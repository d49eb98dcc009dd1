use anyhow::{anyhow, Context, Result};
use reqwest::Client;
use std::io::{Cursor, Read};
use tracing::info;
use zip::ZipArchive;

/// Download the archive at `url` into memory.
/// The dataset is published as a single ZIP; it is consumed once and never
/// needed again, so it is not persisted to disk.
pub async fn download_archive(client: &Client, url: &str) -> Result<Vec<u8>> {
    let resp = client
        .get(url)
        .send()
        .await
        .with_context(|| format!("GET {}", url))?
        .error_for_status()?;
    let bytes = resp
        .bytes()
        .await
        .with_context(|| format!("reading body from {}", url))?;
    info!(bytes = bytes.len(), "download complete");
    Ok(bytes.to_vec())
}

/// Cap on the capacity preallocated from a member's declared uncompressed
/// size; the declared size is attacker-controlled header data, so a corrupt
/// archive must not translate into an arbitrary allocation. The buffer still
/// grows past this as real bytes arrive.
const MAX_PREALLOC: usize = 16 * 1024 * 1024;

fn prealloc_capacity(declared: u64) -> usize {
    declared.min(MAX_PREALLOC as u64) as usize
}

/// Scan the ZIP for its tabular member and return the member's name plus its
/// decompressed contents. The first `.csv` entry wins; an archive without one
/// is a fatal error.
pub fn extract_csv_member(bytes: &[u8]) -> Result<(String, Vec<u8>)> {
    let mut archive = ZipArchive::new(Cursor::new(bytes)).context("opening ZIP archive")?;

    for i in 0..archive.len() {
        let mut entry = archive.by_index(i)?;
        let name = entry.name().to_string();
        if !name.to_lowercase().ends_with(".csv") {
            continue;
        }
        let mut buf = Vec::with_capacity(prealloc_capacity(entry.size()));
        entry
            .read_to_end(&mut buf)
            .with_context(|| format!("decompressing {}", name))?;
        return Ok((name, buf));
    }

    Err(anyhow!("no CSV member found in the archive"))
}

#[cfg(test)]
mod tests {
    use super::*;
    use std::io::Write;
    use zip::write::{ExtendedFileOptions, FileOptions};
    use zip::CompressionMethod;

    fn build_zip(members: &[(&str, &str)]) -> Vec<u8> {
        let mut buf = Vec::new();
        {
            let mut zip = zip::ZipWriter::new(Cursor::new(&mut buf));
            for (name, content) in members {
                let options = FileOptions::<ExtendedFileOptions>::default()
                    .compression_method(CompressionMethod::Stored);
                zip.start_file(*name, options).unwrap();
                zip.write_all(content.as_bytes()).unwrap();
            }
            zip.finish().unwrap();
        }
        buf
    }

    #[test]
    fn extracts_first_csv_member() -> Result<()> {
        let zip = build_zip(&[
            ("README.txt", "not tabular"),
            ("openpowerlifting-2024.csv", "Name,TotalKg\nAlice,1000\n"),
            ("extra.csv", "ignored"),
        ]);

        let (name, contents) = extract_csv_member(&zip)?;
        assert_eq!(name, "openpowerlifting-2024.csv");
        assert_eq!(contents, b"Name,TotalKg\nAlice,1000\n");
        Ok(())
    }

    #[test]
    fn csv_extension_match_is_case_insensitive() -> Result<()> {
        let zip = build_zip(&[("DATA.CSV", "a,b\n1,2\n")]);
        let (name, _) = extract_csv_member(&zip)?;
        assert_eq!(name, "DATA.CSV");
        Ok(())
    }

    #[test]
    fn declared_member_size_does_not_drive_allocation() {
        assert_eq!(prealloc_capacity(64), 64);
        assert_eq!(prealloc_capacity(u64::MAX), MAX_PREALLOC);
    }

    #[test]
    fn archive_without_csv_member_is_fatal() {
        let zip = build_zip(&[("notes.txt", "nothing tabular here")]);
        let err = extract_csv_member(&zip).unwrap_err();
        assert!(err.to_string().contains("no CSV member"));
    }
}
======
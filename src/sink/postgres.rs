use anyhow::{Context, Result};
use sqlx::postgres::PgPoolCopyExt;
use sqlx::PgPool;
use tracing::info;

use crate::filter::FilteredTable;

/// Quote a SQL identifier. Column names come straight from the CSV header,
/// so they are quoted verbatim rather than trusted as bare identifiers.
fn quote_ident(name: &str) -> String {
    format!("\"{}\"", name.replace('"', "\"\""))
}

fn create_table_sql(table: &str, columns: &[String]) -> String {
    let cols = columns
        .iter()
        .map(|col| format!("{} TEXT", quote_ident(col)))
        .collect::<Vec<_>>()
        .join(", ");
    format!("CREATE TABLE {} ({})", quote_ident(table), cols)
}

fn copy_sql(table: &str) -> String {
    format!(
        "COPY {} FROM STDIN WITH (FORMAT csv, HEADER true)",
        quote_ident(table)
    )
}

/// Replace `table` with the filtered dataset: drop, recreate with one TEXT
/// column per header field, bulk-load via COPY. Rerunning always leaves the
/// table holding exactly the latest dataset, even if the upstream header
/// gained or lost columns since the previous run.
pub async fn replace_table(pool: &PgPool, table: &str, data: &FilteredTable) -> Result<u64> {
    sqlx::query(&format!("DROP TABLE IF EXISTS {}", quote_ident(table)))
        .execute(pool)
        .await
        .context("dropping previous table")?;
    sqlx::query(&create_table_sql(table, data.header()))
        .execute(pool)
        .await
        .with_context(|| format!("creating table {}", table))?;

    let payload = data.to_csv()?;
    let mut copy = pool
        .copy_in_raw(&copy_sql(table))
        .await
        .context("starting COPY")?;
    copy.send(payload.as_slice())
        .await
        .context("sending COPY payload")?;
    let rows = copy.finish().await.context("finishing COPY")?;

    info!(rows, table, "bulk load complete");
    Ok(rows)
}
======
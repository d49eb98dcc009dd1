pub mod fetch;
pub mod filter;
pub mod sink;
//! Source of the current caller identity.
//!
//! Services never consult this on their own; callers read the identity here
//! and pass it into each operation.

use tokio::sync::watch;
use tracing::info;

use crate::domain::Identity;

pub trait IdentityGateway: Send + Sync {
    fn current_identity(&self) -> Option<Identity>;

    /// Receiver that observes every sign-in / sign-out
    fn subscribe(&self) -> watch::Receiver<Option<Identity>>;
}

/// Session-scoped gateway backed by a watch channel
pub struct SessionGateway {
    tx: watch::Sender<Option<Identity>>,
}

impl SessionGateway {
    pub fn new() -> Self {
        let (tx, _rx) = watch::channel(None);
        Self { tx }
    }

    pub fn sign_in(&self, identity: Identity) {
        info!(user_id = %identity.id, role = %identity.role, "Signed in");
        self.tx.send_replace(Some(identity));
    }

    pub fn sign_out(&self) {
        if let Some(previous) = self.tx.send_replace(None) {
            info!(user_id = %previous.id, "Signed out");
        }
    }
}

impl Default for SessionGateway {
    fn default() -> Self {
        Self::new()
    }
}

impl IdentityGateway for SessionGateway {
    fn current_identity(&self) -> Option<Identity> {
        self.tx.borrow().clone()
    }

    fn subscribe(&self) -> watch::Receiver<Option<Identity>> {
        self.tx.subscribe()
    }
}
======
EXERCISE INSTRUCTIONS: Collect every line from the records above that contains the word "info".

YOUR SOLUTION:
use tracing::info;
    info!(bytes = bytes.len(), "download complete");
use tracing::info;
    info!(rows, table, "bulk load complete");
use tracing::info;
        info!(user_id = %identity.id, role = %identity.role, "Signed in");
            info!(user_id = %previous.id, "Signed out");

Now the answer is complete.